Overriding Lints in Cargo.toml
Since Rust 1.74, lints can also be configured in Cargo.toml using the
[lints] table. This keeps lint configuration next to the rest of the crate
metadata rather than scattered across source files. In a workspace, you can
define shared lint policy in [workspace.lints] and inherit it per-crate with
lints.workspace = true.
[lints.clippy]
pedantic = "warn"
unwrap_used = "deny"
# In a workspace root Cargo.toml:
[workspace.lints.clippy]
pedantic = "warn"
unwrap_used = "deny"
# In a member's Cargo.toml:
[lints]
workspace = true
One thing to be aware of is that [lints] applies uniformly to all code in the
crate: library code, tests, benchmarks, and examples. There is currently no way
to scope lint configuration to only library code or only tests through
Cargo.toml. If you find that a lint like unwrap_used is useful in library
code but too noisy in tests (where panicking on failure is normal), you can use
#[allow(...)] attributes on the test modules or individual test functions to
relax it selectively.
Typos
Spelling errors in code, documentation, and error messages tend to slip through code review because reviewers are focused on semantics, not spelling. These mistakes accumulate into follow-up pull requests and sometimes make it into released documentation. A spell checker designed for code can catch them automatically.
typos-cli is a spell checker built specifically for source code.
It understands programming conventions (camelCase, snake_case, abbreviations)
and has a low false positive rate, making it practical to run on every pull
request even in large monorepos.
cargo install typos-cli
typos
If typos detects a spelling error, it outputs a nonzero exit code and a
diagnostic message explaining the error and suggesting a fix. False positives
can be suppressed by adding exceptions to a _typos.toml or typos.toml
configuration file in the project root.
SARIF
The Static Analysis Results Interchange Format (SARIF) is a standard JSON format for representing the output of static analysis tools. It is supported by GitHub: when you upload SARIF results as part of a GitHub Actions workflow, GitHub renders the diagnostics as annotations directly in pull request code review, inline with the relevant lines of code.

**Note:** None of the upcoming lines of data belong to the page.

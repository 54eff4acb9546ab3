//! Tracing initialization for the `xcsp3` binary.
//!
//! Controlled by environment variables:
//! - `XCSP3_LOG`: Filter string (`RUST_LOG` syntax). Falls back to `RUST_LOG`.
//! - `XCSP3_LOG_TREE`: Set to any value to enable hierarchical tree output.
//!
//! When neither `XCSP3_LOG` nor `RUST_LOG` is set, defaults to `warn` level.

use std::sync::OnceLock;
use tracing_subscriber::{prelude::*, EnvFilter, Registry};

static INIT: OnceLock<()> = OnceLock::new();

/// Initialize the tracing subscriber.
///
/// Safe to call multiple times — only the first call takes effect.
pub fn init() {
    INIT.get_or_init(|| {
        let filter = EnvFilter::try_from_env("XCSP3_LOG")
            .or_else(|_| EnvFilter::try_from_env("RUST_LOG"))
            .unwrap_or_else(|_| EnvFilter::new("warn"));

        let use_tree = std::env::var("XCSP3_LOG_TREE").is_ok();

        if use_tree {
            Registry::default()
                .with(
                    tracing_tree::HierarchicalLayer::new(2)
                        .with_targets(true)
                        .with_indent_lines(true)
                        .with_deferred_spans(true)
                        .with_bracketed_fields(true)
                        .with_writer(std::io::stderr),
                )
                .with(filter)
                .init();
        } else {
            Registry::default()
                .with(
                    tracing_subscriber::fmt::layer()
                        .with_target(true)
                        .with_writer(std::io::stderr)
                        .compact(),
                )
                .with(filter)
                .init();
        }
    });
}
//! Flat, index-addressed storage for expression trees.
//!
//! Every node is pushed onto one `Vec<ExprKind>` and referenced by its
//! `u32` offset rather than through a `Box`/`Rc` pointer. This follows
//! the arena style the teacher workspace uses for its own AST
//! (`ori_ir::arena::ExprArena`): no node is ever freed individually, the
//! whole arena is dropped at once when the owning instance goes away,
//! and structurally identical subtrees can be shared by reusing an
//! existing index instead of allocating a duplicate.

use crate::expr::ExprKind;
use rustc_hash::FxHashMap;

/// Index of one node inside an [`ExprArena`].
#[derive(Debug, Clone, Copy, PartialEq, Eq, PartialOrd, Ord, Hash)]
pub struct ExprId(u32);

impl ExprId {
    #[must_use]
    pub fn index(self) -> usize {
        self.0 as usize
    }
}

/// Index of a child-list slice inside an [`ExprArena`]'s shared
/// child-list storage.
#[derive(Debug, Clone, Copy, PartialEq, Eq, PartialOrd, Ord, Hash)]
pub struct ExprListId(u32, u32);

fn to_u32(len: usize) -> u32 {
    u32::try_from(len).unwrap_or_else(|_| panic_capacity_exceeded(len))
}

#[cold]
fn panic_capacity_exceeded(len: usize) -> ! {
    panic!("expression arena exceeded u32 capacity at {len} entries")
}

/// Owns every node and child-list of one parsed instance's expression
/// trees. Structurally identical nodes (same kind, same children) are
/// deduplicated on insertion so that canonically-equal subtrees are
/// physically shared, matching the structural-equality interning the
/// domain model also performs.
#[derive(Debug, Default)]
pub struct ExprArena {
    nodes: Vec<ExprKind>,
    lists: Vec<ExprId>,
    dedup: FxHashMap<ExprKind, ExprId>,
}

impl ExprArena {
    #[must_use]
    pub fn new() -> Self {
        Self::default()
    }

    /// Inserts a node, reusing an existing identical one if present.
    pub fn insert(&mut self, kind: ExprKind) -> ExprId {
        if let Some(&id) = self.dedup.get(&kind) {
            return id;
        }
        let id = ExprId(to_u32(self.nodes.len()));
        self.nodes.push(kind);
        self.dedup.insert(kind, id);
        id
    }

    /// Stores a child list and returns a handle to it. Child lists are
    /// not deduplicated: two nodes with the same children list are
    /// still distinct `ExprKind` values (different operator) in every
    /// case this arena is used for, so dedup lives at the node level.
    pub fn push_list(&mut self, children: &[ExprId]) -> ExprListId {
        let start = to_u32(self.lists.len());
        self.lists.extend_from_slice(children);
        let end = to_u32(self.lists.len());
        ExprListId(start, end)
    }

    #[must_use]
    pub fn get(&self, id: ExprId) -> ExprKind {
        self.nodes[id.index()]
    }

    #[must_use]
    pub fn list(&self, id: ExprListId) -> &[ExprId] {
        &self.lists[id.0 as usize..id.1 as usize]
    }

    #[must_use]
    pub fn len(&self) -> usize {
        self.nodes.len()
    }

    #[must_use]
    pub fn is_empty(&self) -> bool {
        self.nodes.is_empty()
    }
}

#[cfg(test)]
mod tests {
    use super::*;
    use crate::name::NameInterner;

    #[test]
    fn structurally_identical_nodes_are_shared() {
        let mut arena = ExprArena::new();
        let a = arena.insert(ExprKind::Long(7));
        let b = arena.insert(ExprKind::Long(7));
        assert_eq!(a, b);
        assert_eq!(arena.len(), 1);
    }

    #[test]
    fn child_lists_round_trip() {
        let mut arena = ExprArena::new();
        let mut interner = NameInterner::new();
        let x = arena.insert(ExprKind::Var(interner.intern("x")));
        let y = arena.insert(ExprKind::Var(interner.intern("y")));
        let list = arena.push_list(&[x, y]);
        assert_eq!(arena.list(list), &[x, y]);
    }
}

The sarif-rs project provides command-line converters that
transform the output of tools like Clippy and cargo-audit into SARIF. For
example, clippy-sarif pipes Clippy’s JSON output into a SARIF file that can be
uploaded with GitHub’s upload-sarif action. This is useful when you want lint
results to appear as code annotations rather than buried in CI logs.
CI Examples
Both Clippy and typos are fast enough to run on every pull request. Below are examples for GitHub Actions and GitLab CI.
name: Lints
on: [pull_request]
jobs:
clippy:
runs-on: ubuntu-latest
steps:
- uses: actions/checkout@v4
- uses: dtolnay/rust-toolchain@stable
with:
components: clippy
- run: cargo clippy --all-targets --all-features -- -D warnings
typos:
runs-on: ubuntu-latest
steps:
- uses: actions/checkout@v4
- uses: crate-ci/typos@master
clippy:
image: rust:latest
script:
- rustup component add clippy
- cargo clippy --all-targets --all-features -- -D warnings
typos:
image: rust:latest
script:
- cargo install typos-cli
- typos
Reading
Chapter 20: Static Analysis by Software Engineering at Google
Chapter on static analysis from Google’s software engineering book. Covers the philosophy of static analysis at scale, focusing on keeping false positive rates low enough that developers trust and act on the results.
Rust Lints you may not know by Andrew Lilley Brinker
Walks through lesser-known Rust lints that can catch subtle issues. Good for discovering lints beyond the defaults that might be relevant to your project.